How many lines in the records below contain the word "alive"? State that number and nothing more.

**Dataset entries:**
·····

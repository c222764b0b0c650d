//! Time source for the engine.
//!
//! The polling client and the TTL cache read time and sleep through a
//! [`Clock`] so tests can run them on virtual time.

use std::sync::Mutex;
use std::time::{Duration, Instant};

use async_trait::async_trait;

/// Monotonic time source with an async sleep.
#[async_trait]
pub trait Clock: Send + Sync + std::fmt::Debug {
    fn now(&self) -> Instant;
    async fn sleep(&self, duration: Duration);
}

/// Real time, backed by tokio.
#[derive(Debug, Default, Clone, Copy)]
pub struct TokioClock;

#[async_trait]
impl Clock for TokioClock {
    fn now(&self) -> Instant {
        Instant::now()
    }

    async fn sleep(&self, duration: Duration) {
        tokio::time::sleep(duration).await;
    }
}

/// Virtual time: `sleep` advances the clock instantly and is recorded.
#[derive(Debug)]
pub struct ManualClock {
    state: Mutex<ManualState>,
}

#[derive(Debug)]
struct ManualState {
    now: Instant,
    sleeps: Vec<Duration>,
}

impl ManualClock {
    pub fn new() -> Self {
        Self {
            state: Mutex::new(ManualState {
                now: Instant::now(),
                sleeps: Vec::new(),
            }),
        }
    }

    /// Move time forward without recording a sleep.
    pub fn advance(&self, duration: Duration) {
        let mut state = self.lock();
        state.now += duration;
    }

    /// Every duration passed to `sleep`, in order.
    pub fn sleeps(&self) -> Vec<Duration> {
        self.lock().sleeps.clone()
    }

    fn lock(&self) -> std::sync::MutexGuard<'_, ManualState> {
        self.state.lock().unwrap_or_else(|poisoned| poisoned.into_inner())
    }
}

impl Default for ManualClock {
    fn default() -> Self {
        Self::new()
    }
}

#[async_trait]
impl Clock for ManualClock {
    fn now(&self) -> Instant {
        self.lock().now
    }

    async fn sleep(&self, duration: Duration) {
        let mut state = self.lock();
        state.now += duration;
        state.sleeps.push(duration);
    }
}

#[cfg(test)]
mod tests {
    use super::*;

    #[tokio::test]
    async fn manual_clock_sleep_advances_and_records() {
        let clock = ManualClock::new();
        let start = clock.now();

        clock.sleep(Duration::from_secs(4)).await;
        clock.advance(Duration::from_secs(1));
        clock.sleep(Duration::from_millis(500)).await;

        assert_eq!(clock.now() - start, Duration::from_millis(5500));
        assert_eq!(
            clock.sleeps(),
            vec![Duration::from_secs(4), Duration::from_millis(500)]
        );
    }
}
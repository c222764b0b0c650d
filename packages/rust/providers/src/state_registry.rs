//! Secretary-of-State business registry search.
//!
//! Upstream searches may run as long-lived jobs: the first call answers with
//! a `retryId` and a pending status, and the caller re-issues the search with
//! that id until it completes. The engine's polling client drives that loop;
//! this provider only classifies each response.

use async_trait::async_trait;
use reqwest::Client;
use serde_json::{Value, json};
use tracing::{debug, instrument};

use prospector_shared::{
    Cents, Entity, EntityField, Provider, ProviderCall, Result, SearchParams, ValidationResult,
};

use crate::http::{ApiKey, HttpOptions, JsonRequest, build_client, get_json};
use crate::similarity::best_match;

pub const NAME: &str = "state-registry";

/// Name similarity at or above which the registry corroborates the name.
const NAME_MATCH_THRESHOLD: u8 = 80;

const PENDING_STATUSES: &[&str] = &["pending", "retry", "processing", "queued", "in-progress"];
const FAILED_STATUSES: &[&str] = &[
    "failed",
    "error",
    "notfound",
    "badrequest",
    "cancelled",
    "timeout",
];
const COMPLETED_STATUSES: &[&str] = &["complete", "completed", "success", "succeeded", "ok"];

const STATE_NAMES: &[(&str, &str)] = &[
    ("alabama", "al"),
    ("alaska", "ak"),
    ("arizona", "az"),
    ("arkansas", "ar"),
    ("california", "ca"),
    ("colorado", "co"),
    ("connecticut", "ct"),
    ("district of columbia", "dc"),
    ("washington dc", "dc"),
    ("delaware", "de"),
    ("florida", "fl"),
    ("georgia", "ga"),
    ("hawaii", "hi"),
    ("idaho", "id"),
    ("illinois", "il"),
    ("indiana", "in"),
    ("iowa", "ia"),
    ("kansas", "ks"),
    ("kentucky", "ky"),
    ("louisiana", "la"),
    ("maine", "me"),
    ("maryland", "md"),
    ("massachusetts", "ma"),
    ("michigan", "mi"),
    ("minnesota", "mn"),
    ("mississippi", "ms"),
    ("missouri", "mo"),
    ("montana", "mt"),
    ("nebraska", "ne"),
    ("nevada", "nv"),
    ("new hampshire", "nh"),
    ("new jersey", "nj"),
    ("new mexico", "nm"),
    ("new york", "ny"),
    ("north carolina", "nc"),
    ("north dakota", "nd"),
    ("ohio", "oh"),
    ("oklahoma", "ok"),
    ("oregon", "or"),
    ("pennsylvania", "pa"),
    ("rhode island", "ri"),
    ("south carolina", "sc"),
    ("south dakota", "sd"),
    ("tennessee", "tn"),
    ("texas", "tx"),
    ("utah", "ut"),
    ("vermont", "vt"),
    ("virginia", "va"),
    ("washington", "wa"),
    ("west virginia", "wv"),
    ("wisconsin", "wi"),
    ("wyoming", "wy"),
];

/// Normalise a US state name or code to its lower-case two-letter code.
pub fn normalize_state(value: &str) -> Option<&'static str> {
    let lower = value.trim().to_lowercase();
    if lower.is_empty() {
        return None;
    }

    let cleaned = lower
        .chars()
        .map(|c| if c.is_ascii_lowercase() { c } else { ' ' })
        .collect::<String>()
        .split_whitespace()
        .collect::<Vec<_>>()
        .join(" ");

    STATE_NAMES
        .iter()
        .find(|(name, code)| *code == lower || *name == lower || *name == cleaned)
        .map(|(_, code)| *code)
}

/// Status classification of one registry response.
#[derive(Debug, Clone, Copy, PartialEq, Eq)]
pub enum StatusCategory {
    Completed,
    Pending,
    Failed,
}

impl StatusCategory {
    fn as_str(self) -> &'static str {
        match self {
            Self::Completed => "completed",
            Self::Pending => "pending",
            Self::Failed => "failed",
        }
    }
}

/// Classify a registry response by HTTP status and body.
pub fn classify(http_status: u16, body: &Value) -> StatusCategory {
    if http_status == 202 {
        return StatusCategory::Pending;
    }
    if http_status >= 400 {
        return StatusCategory::Failed;
    }

    let body_code = match body.get("statusCode") {
        Some(Value::Number(n)) => n.as_u64(),
        Some(Value::String(s)) => s.trim().parse().ok(),
        _ => None,
    };
    if body_code.is_some_and(|code| code >= 400) {
        return StatusCategory::Failed;
    }

    let status = body
        .get("status")
        .and_then(Value::as_str)
        .unwrap_or("")
        .to_lowercase();

    if PENDING_STATUSES.contains(&status.as_str()) {
        return StatusCategory::Pending;
    }
    if FAILED_STATUSES.contains(&status.as_str()) {
        return StatusCategory::Failed;
    }
    if COMPLETED_STATUSES.contains(&status.as_str()) {
        return StatusCategory::Completed;
    }

    let has_retry_id = body.get("retryId").is_some_and(|v| !v.is_null());
    let has_results = body
        .get("results")
        .and_then(Value::as_array)
        .is_some_and(|r| !r.is_empty());
    if has_retry_id && !has_results {
        return StatusCategory::Pending;
    }

    StatusCategory::Completed
}

/// Upstream statuses that mean the search itself failed, reported as a
/// negative result rather than an error.
const DEFINITIVE_FAILURE_STATUSES: &[u16] = &[400, 404, 422];

/// Paid, polling-capable registry provider.
#[derive(Debug)]
pub struct StateRegistryProvider {
    client: Client,
    opts: HttpOptions,
    base_url: String,
    api_key: ApiKey,
    cost: Cents,
}

impl StateRegistryProvider {
    pub fn new(
        base_url: impl Into<String>,
        api_key: ApiKey,
        cost: Cents,
        opts: HttpOptions,
    ) -> Result<Self> {
        Ok(Self {
            client: build_client(&opts)?,
            opts,
            base_url: base_url.into().trim_end_matches('/').to_string(),
            api_key,
            cost,
        })
    }

    fn build_request(
        &self,
        entity: &Entity,
        state: &str,
        params: &SearchParams,
        retry_token: Option<&str>,
    ) -> JsonRequest {
        let live = if params.live_data { "true" } else { "false" };
        let request = JsonRequest::get(format!("{}/search", self.base_url))
            .allow(DEFINITIVE_FAILURE_STATUSES)
            .header("x-api-key", self.api_key.expose())
            .query("state", state)
            .query("liveData", live);

        match retry_token {
            Some(token) => request.query("retryId", token),
            None => request.query("searchQuery", entity.name().unwrap_or_default()),
        }
    }

    fn interpret(
        &self,
        entity: &Entity,
        state: &str,
        status: u16,
        body: &Value,
    ) -> ValidationResult {
        let category = classify(status, body);
        let results = body
            .get("results")
            .and_then(Value::as_array)
            .cloned()
            .unwrap_or_default();
        let titles: Vec<&str> = results
            .iter()
            .filter_map(|r| {
                r.get("title")
                    .or_else(|| r.get("searchResultTitle"))
                    .and_then(Value::as_str)
            })
            .collect();
        let confidence = best_match(entity.name().unwrap_or_default(), titles.iter().copied());
        let address_match = results
            .first()
            .and_then(|r| r.get("addressMatch"))
            .and_then(Value::as_bool)
            .unwrap_or(false);

        let payload = json!({
            "statusCategory": category.as_str(),
            "status": body.get("status").cloned().unwrap_or(Value::Null),
            "retryId": body.get("retryId").cloned().unwrap_or(Value::Null),
            "state": state,
            "httpStatus": status,
            "confidence": confidence,
            "nameAvailable": body.get("nameAvailable").cloned().unwrap_or(Value::Null),
            "results": results,
            "possibleAlternatives": body.get("possibleAlternatives").cloned().unwrap_or(json!([])),
        });

        match category {
            StatusCategory::Pending => {
                ValidationResult::failure(NAME, "registry search pending", payload)
            }
            StatusCategory::Failed => {
                let message = body
                    .get("message")
                    .and_then(Value::as_str)
                    .unwrap_or("registry search failed");
                ValidationResult::failure(NAME, message, payload)
            }
            StatusCategory::Completed if results.is_empty() => {
                ValidationResult::failure(NAME, "no matching registry record", payload)
            }
            StatusCategory::Completed => {
                let mut result = ValidationResult::success(NAME, payload);
                if confidence >= NAME_MATCH_THRESHOLD {
                    result = result.verified(EntityField::Name);
                }
                if address_match {
                    result = result.verified(EntityField::Address);
                }
                result
            }
        }
    }
}

#[async_trait]
impl Provider for StateRegistryProvider {
    fn name(&self) -> &str {
        NAME
    }

    fn cost(&self) -> Cents {
        self.cost
    }

    fn is_relevant(&self, entity: &Entity, params: &SearchParams) -> bool {
        entity.name().is_some()
            && entity
                .state_or(params)
                .and_then(normalize_state)
                .is_some()
    }

    #[instrument(
        skip_all,
        fields(provider = NAME, entity = %call.entity.id, retry = call.retry_token.is_some())
    )]
    async fn validate(&self, call: ProviderCall<'_>) -> Result<ValidationResult> {
        let Some(state) = call.entity.state_or(call.params).and_then(normalize_state) else {
            return Ok(ValidationResult::failure(
                NAME,
                "US state is required for registry lookup",
                Value::Null,
            ));
        };

        let request = self.build_request(call.entity, state, call.params, call.retry_token);
        let response = get_json(&self.client, &self.opts, NAME, &request).await?;
        let result = self.interpret(call.entity, state, response.status, &response.body);

        debug!(
            status = response.status,
            category = result.payload["statusCategory"].as_str().unwrap_or(""),
            "registry response classified"
        );
        Ok(result)
    }

    fn supports_polling(&self) -> bool {
        true
    }

    fn is_pending(&self, result: &ValidationResult) -> bool {
        result.payload.get("statusCategory").and_then(Value::as_str) == Some("pending")
    }

    fn cache_identity(&self, _entity: &Entity, params: &SearchParams) -> Vec<String> {
        vec![params.live_data.to_string()]
    }

    fn retry_token(&self, result: &ValidationResult) -> Option<String> {
        result
            .payload
            .get("retryId")
            .and_then(Value::as_str)
            .filter(|id| !id.is_empty())
            .map(String::from)
    }
}
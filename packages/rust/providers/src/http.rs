//! HTTP plumbing shared by providers.
//!
//! One client per provider, a JSON GET helper that retries rate limits,
//! server errors and timeouts with exponential backoff, and a redacting
//! wrapper for API keys.

use std::fmt;
use std::net::IpAddr;
use std::time::Duration;

use reqwest::{Client, StatusCode};
use tracing::{debug, warn};
use url::Url;

use prospector_shared::{HttpConfig, ProspectorError, Result};

/// User-Agent string for provider requests.
pub const USER_AGENT: &str = concat!("Prospector/", env!("CARGO_PKG_VERSION"));

/// Maximum number of redirects to follow.
const MAX_REDIRECTS: usize = 5;

// ---------------------------------------------------------------------------
// Options
// ---------------------------------------------------------------------------

/// Runtime HTTP options for providers.
#[derive(Debug, Clone)]
pub struct HttpOptions {
    /// Per-request timeout.
    pub timeout: Duration,
    /// Retries for 429 / 5xx / timeouts.
    pub network_retries: u32,
    /// First backoff delay; doubled on every retry.
    pub backoff_base: Duration,
}

impl Default for HttpOptions {
    fn default() -> Self {
        Self::from(&HttpConfig::default())
    }
}

impl From<&HttpConfig> for HttpOptions {
    fn from(config: &HttpConfig) -> Self {
        Self {
            timeout: Duration::from_secs(config.timeout_secs),
            network_retries: config.network_retries,
            backoff_base: Duration::from_secs(1),
        }
    }
}

/// API key that never shows up in `Debug` output or logs.
#[derive(Clone)]
pub struct ApiKey(String);

impl ApiKey {
    pub fn new(key: impl Into<String>) -> Self {
        Self(key.into())
    }

    pub fn expose(&self) -> &str {
        &self.0
    }
}

impl fmt::Debug for ApiKey {
    fn fmt(&self, f: &mut fmt::Formatter<'_>) -> fmt::Result {
        f.write_str("ApiKey(***)")
    }
}

/// Build a reqwest client with appropriate settings.
pub fn build_client(opts: &HttpOptions) -> Result<Client> {
    Client::builder()
        .user_agent(USER_AGENT)
        .redirect(reqwest::redirect::Policy::limited(MAX_REDIRECTS))
        .timeout(opts.timeout)
        .build()
        .map_err(|e| ProspectorError::Network(format!("failed to build HTTP client: {e}")))
}

// ---------------------------------------------------------------------------
// JSON GET
// ---------------------------------------------------------------------------

/// A GET request for a JSON API.
#[derive(Debug, Clone)]
pub struct JsonRequest {
    pub url: String,
    pub query: Vec<(&'static str, String)>,
    pub headers: Vec<(&'static str, String)>,
    /// Non-2xx statuses to hand back to the caller instead of failing.
    pub allow_statuses: &'static [u16],
}

impl JsonRequest {
    pub fn get(url: impl Into<String>) -> Self {
        Self {
            url: url.into(),
            query: Vec::new(),
            headers: Vec::new(),
            allow_statuses: &[],
        }
    }

    pub fn query(mut self, key: &'static str, value: impl Into<String>) -> Self {
        self.query.push((key, value.into()));
        self
    }

    pub fn header(mut self, key: &'static str, value: impl Into<String>) -> Self {
        self.headers.push((key, value.into()));
        self
    }

    pub fn allow(mut self, statuses: &'static [u16]) -> Self {
        self.allow_statuses = statuses;
        self
    }
}

/// A decoded JSON response.
#[derive(Debug, Clone)]
pub struct JsonResponse {
    pub status: u16,
    /// Parsed body; `Null` when empty, `{"rawBody": ..}` when not JSON.
    pub body: serde_json::Value,
}

/// Issue `request`, retrying 429 / 5xx / timeouts with exponential backoff.
///
/// 2xx and explicitly allowed statuses are returned; anything else becomes a
/// [`ProspectorError::Provider`] carrying the upstream `message` when present.
pub async fn get_json(
    client: &Client,
    opts: &HttpOptions,
    provider: &str,
    request: &JsonRequest,
) -> Result<JsonResponse> {
    let mut attempt: u32 = 0;

    loop {
        let mut builder = client
            .get(&request.url)
            .query(&request.query)
            .header(reqwest::header::ACCEPT, "application/json");
        for (key, value) in &request.headers {
            builder = builder.header(*key, value);
        }

        match builder.send().await {
            Ok(response) => {
                let status = response.status();
                let text = response.text().await.map_err(|e| {
                    ProspectorError::Network(format!("{}: body read failed: {e}", request.url))
                })?;
                let body = parse_body(&text);

                if status.is_success() || request.allow_statuses.contains(&status.as_u16()) {
                    debug!(provider, status = status.as_u16(), "upstream responded");
                    return Ok(JsonResponse {
                        status: status.as_u16(),
                        body,
                    });
                }

                if is_transient(status) && attempt < opts.network_retries {
                    backoff(provider, opts, attempt, &status.to_string()).await;
                    attempt += 1;
                    continue;
                }

                let message = body
                    .get("message")
                    .and_then(|m| m.as_str())
                    .map(String::from)
                    .unwrap_or_else(|| format!("HTTP {status}"));
                return Err(ProspectorError::provider(provider, message));
            }
            Err(e) if e.is_timeout() => {
                if attempt < opts.network_retries {
                    backoff(provider, opts, attempt, "timeout").await;
                    attempt += 1;
                    continue;
                }
                return Err(ProspectorError::provider(provider, "request timed out"));
            }
            Err(e) => {
                return Err(ProspectorError::Network(format!("{}: {e}", request.url)));
            }
        }
    }
}

fn is_transient(status: StatusCode) -> bool {
    status == StatusCode::TOO_MANY_REQUESTS || status.is_server_error()
}

async fn backoff(provider: &str, opts: &HttpOptions, attempt: u32, cause: &str) {
    let delay = opts.backoff_base * 2u32.saturating_pow(attempt);
    warn!(
        provider,
        attempt = attempt + 1,
        delay_ms = delay.as_millis() as u64,
        cause,
        "retrying upstream request"
    );
    tokio::time::sleep(delay).await;
}

fn parse_body(text: &str) -> serde_json::Value {
    if text.trim().is_empty() {
        return serde_json::Value::Null;
    }
    serde_json::from_str(text).unwrap_or_else(|_| serde_json::json!({ "rawBody": text }))
}

// ---------------------------------------------------------------------------
// SSRF protection
// ---------------------------------------------------------------------------

/// Check if a URL targets a potentially dangerous resource.
pub fn is_ssrf_target(url: &Url) -> bool {
    match url.scheme() {
        "http" | "https" => {}
        _ => return true,
    }

    if let Some(host) = url.host_str() {
        let bare = host.trim_start_matches('[').trim_end_matches(']');
        if let Ok(ip) = bare.parse::<IpAddr>() {
            return is_private_ip(&ip);
        }
        if host == "localhost" || host.ends_with(".local") || host.ends_with(".internal") {
            return true;
        }
    }

    false
}

/// Check if an IP is in a private/reserved range.
fn is_private_ip(ip: &IpAddr) -> bool {
    match ip {
        IpAddr::V4(v4) => {
            v4.is_loopback()
                || v4.is_private()
                || v4.is_link_local()
                || v4.is_broadcast()
                || v4.is_unspecified()
                // 100.64.0.0/10 (Carrier-grade NAT)
                || (v4.octets()[0] == 100 && (v4.octets()[1] & 0xC0) == 64)
        }
        IpAddr::V6(v6) => v6.is_loopback() || v6.is_unspecified(),
    }
}

#[cfg(test)]
mod tests {
    use super::*;

    fn fast_opts() -> HttpOptions {
        HttpOptions {
            timeout: Duration::from_secs(5),
            network_retries: 2,
            backoff_base: Duration::from_millis(1),
        }
    }

    #[test]
    fn api_key_debug_is_redacted() {
        let key = ApiKey::new("sk-secret");
        assert_eq!(format!("{key:?}"), "ApiKey(***)");
        assert_eq!(key.expose(), "sk-secret");
    }

    #[test]
    fn parse_body_variants() {
        assert!(parse_body("").is_null());
        assert_eq!(parse_body(r#"{"a":1}"#)["a"], 1);
        assert_eq!(parse_body("<html>")["rawBody"], "<html>");
    }

    #[test]
    fn ssrf_blocks_private_targets() {
        assert!(is_ssrf_target(&Url::parse("file:///etc/passwd").unwrap()));
        assert!(is_ssrf_target(&Url::parse("http://192.168.1.1/admin").unwrap()));
        assert!(is_ssrf_target(&Url::parse("http://127.0.0.1:8080/").unwrap()));
        assert!(is_ssrf_target(&Url::parse("http://localhost:3000/").unwrap()));
        assert!(is_ssrf_target(&Url::parse("http://[::1]/").unwrap()));
        assert!(!is_ssrf_target(&Url::parse("https://bluebottlecoffee.com/").unwrap()));
    }

    #[tokio::test]
    async fn get_json_retries_server_errors() {
        let server = wiremock::MockServer::start().await;

        wiremock::Mock::given(wiremock::matchers::path("/flaky"))
            .respond_with(wiremock::ResponseTemplate::new(503))
            .up_to_n_times(2)
            .mount(&server)
            .await;

        wiremock::Mock::given(wiremock::matchers::path("/flaky"))
            .respond_with(
                wiremock::ResponseTemplate::new(200).set_body_string(r#"{"ok":true}"#),
            )
            .mount(&server)
            .await;

        let opts = fast_opts();
        let client = build_client(&opts).unwrap();
        let request = JsonRequest::get(format!("{}/flaky", server.uri()));
        let response = get_json(&client, &opts, "test", &request).await.unwrap();

        assert_eq!(response.status, 200);
        assert_eq!(response.body["ok"], true);
    }

    #[tokio::test]
    async fn get_json_surfaces_upstream_message() {
        let server = wiremock::MockServer::start().await;

        wiremock::Mock::given(wiremock::matchers::path("/denied"))
            .respond_with(
                wiremock::ResponseTemplate::new(401)
                    .set_body_string(r#"{"message":"invalid api key"}"#),
            )
            .mount(&server)
            .await;

        let opts = fast_opts();
        let client = build_client(&opts).unwrap();
        let request = JsonRequest::get(format!("{}/denied", server.uri()));
        let err = get_json(&client, &opts, "test", &request).await.unwrap_err();

        assert_eq!(err.to_string(), "provider test failed: invalid api key");
    }

    #[tokio::test]
    async fn get_json_allows_listed_statuses() {
        let server = wiremock::MockServer::start().await;

        wiremock::Mock::given(wiremock::matchers::path("/missing"))
            .respond_with(wiremock::ResponseTemplate::new(404))
            .mount(&server)
            .await;

        let opts = fast_opts();
        let client = build_client(&opts).unwrap();
        let request = JsonRequest::get(format!("{}/missing", server.uri())).allow(&[404]);
        let response = get_json(&client, &opts, "test", &request).await.unwrap();

        assert_eq!(response.status, 404);
        assert!(response.body.is_null());
    }
}
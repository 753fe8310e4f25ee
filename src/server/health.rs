//! Health and metrics endpoints for Kubernetes probes
//!
//! - `/healthz` - Liveness: Is the process alive?
//! - `/readyz` - Readiness: Is the elector initialized and serving?
//! - `/leaderz` - Leadership: 200 only on the current leader, so singleton
//!   workloads can be gated on this replica
//! - `/metrics` - Prometheus metrics in text format

use crate::election::LeaderState;
use crate::server::metrics::SharedMetrics;
use axum::{
    extract::State,
    http::{header::CONTENT_TYPE, StatusCode},
    response::IntoResponse,
    routing::get,
    Router,
};
use std::net::SocketAddr;
use std::sync::Arc;
use tokio::net::TcpListener;
use tracing::info;

/// Shared state for readiness tracking
///
/// The host sets this to ready once the elector is started. Note that
/// readiness is not leadership: followers report ready too, since any of
/// them may take over the lease at any time. Use `/leaderz` to gate
/// singleton traffic.
#[derive(Debug, Clone)]
pub struct ReadinessState {
    ready: Arc<std::sync::atomic::AtomicBool>,
}

impl ReadinessState {
    /// Create a new readiness state (initially not ready)
    pub fn new() -> Self {
        Self {
            ready: Arc::new(std::sync::atomic::AtomicBool::new(false)),
        }
    }

    /// Mark the elector as ready
    pub fn set_ready(&self) {
        self.ready.store(true, std::sync::atomic::Ordering::SeqCst);
    }

    /// Mark the elector as not ready (e.g., during shutdown)
    ///
    /// This causes the readiness probe to return 503, signaling to
    /// Kubernetes that the pod should no longer receive traffic.
    pub fn set_not_ready(&self) {
        self.ready.store(false, std::sync::atomic::Ordering::SeqCst);
    }

    /// Check if the elector is ready
    pub fn is_ready(&self) -> bool {
        self.ready.load(std::sync::atomic::Ordering::SeqCst)
    }
}

impl Default for ReadinessState {
    fn default() -> Self {
        Self::new()
    }
}

/// Combined server state for health and metrics endpoints
#[derive(Clone)]
pub struct ServerState {
    readiness: ReadinessState,
    leader: LeaderState,
    metrics: SharedMetrics,
}

impl ServerState {
    /// Create new server state
    pub fn new(readiness: ReadinessState, leader: LeaderState, metrics: SharedMetrics) -> Self {
        Self {
            readiness,
            leader,
            metrics,
        }
    }
}

/// Liveness probe handler
///
/// Always returns 200 OK - if this responds, the process is alive.
async fn healthz() -> StatusCode {
    StatusCode::OK
}

/// Readiness probe handler
///
/// Returns 200 OK if ready, 503 Service Unavailable if not.
async fn readyz(State(state): State<ServerState>) -> StatusCode {
    if state.readiness.is_ready() {
        StatusCode::OK
    } else {
        StatusCode::SERVICE_UNAVAILABLE
    }
}

/// Leadership probe handler
///
/// Returns 200 OK on the leader, 503 Service Unavailable on followers.
async fn leaderz(State(state): State<ServerState>) -> StatusCode {
    if state.leader.is_leader() {
        StatusCode::OK
    } else {
        StatusCode::SERVICE_UNAVAILABLE
    }
}

/// Prometheus metrics handler
async fn metrics(State(state): State<ServerState>) -> impl IntoResponse {
    match state.metrics.encode() {
        Ok(body) => (
            StatusCode::OK,
            [(CONTENT_TYPE, "text/plain; version=0.0.4; charset=utf-8")],
            body,
        )
            .into_response(),
        Err(e) => (
            StatusCode::INTERNAL_SERVER_ERROR,
            format!("Failed to encode metrics: {}", e),
        )
            .into_response(),
    }
}

/// Run the health server on the specified port
///
/// Responds to:
/// - GET /healthz - Always 200 OK (liveness)
/// - GET /readyz - 200 OK if ready, 503 Service Unavailable if not
/// - GET /leaderz - 200 OK if this replica leads, 503 otherwise
/// - GET /metrics - Prometheus metrics in text format
///
/// Runs until the server task is aborted.
pub async fn run_health_server(
    port: u16,
    readiness: ReadinessState,
    leader: LeaderState,
    metrics: SharedMetrics,
) -> Result<(), std::io::Error> {
    let state = ServerState::new(readiness, leader, metrics);

    let app = Router::new()
        .route("/healthz", get(healthz))
        .route("/readyz", get(readyz))
        .route("/leaderz", get(leaderz))
        .route("/metrics", get(self::metrics))
        .with_state(state);

    let addr = SocketAddr::from(([0, 0, 0, 0], port));
    let listener = TcpListener::bind(addr).await?;
    // Log after successful bind - server is actually listening
    info!(port = %port, "Health and metrics server listening");

    axum::serve(listener, app)
        .await
        .map_err(std::io::Error::other)
}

·····

**Expected answer:**
2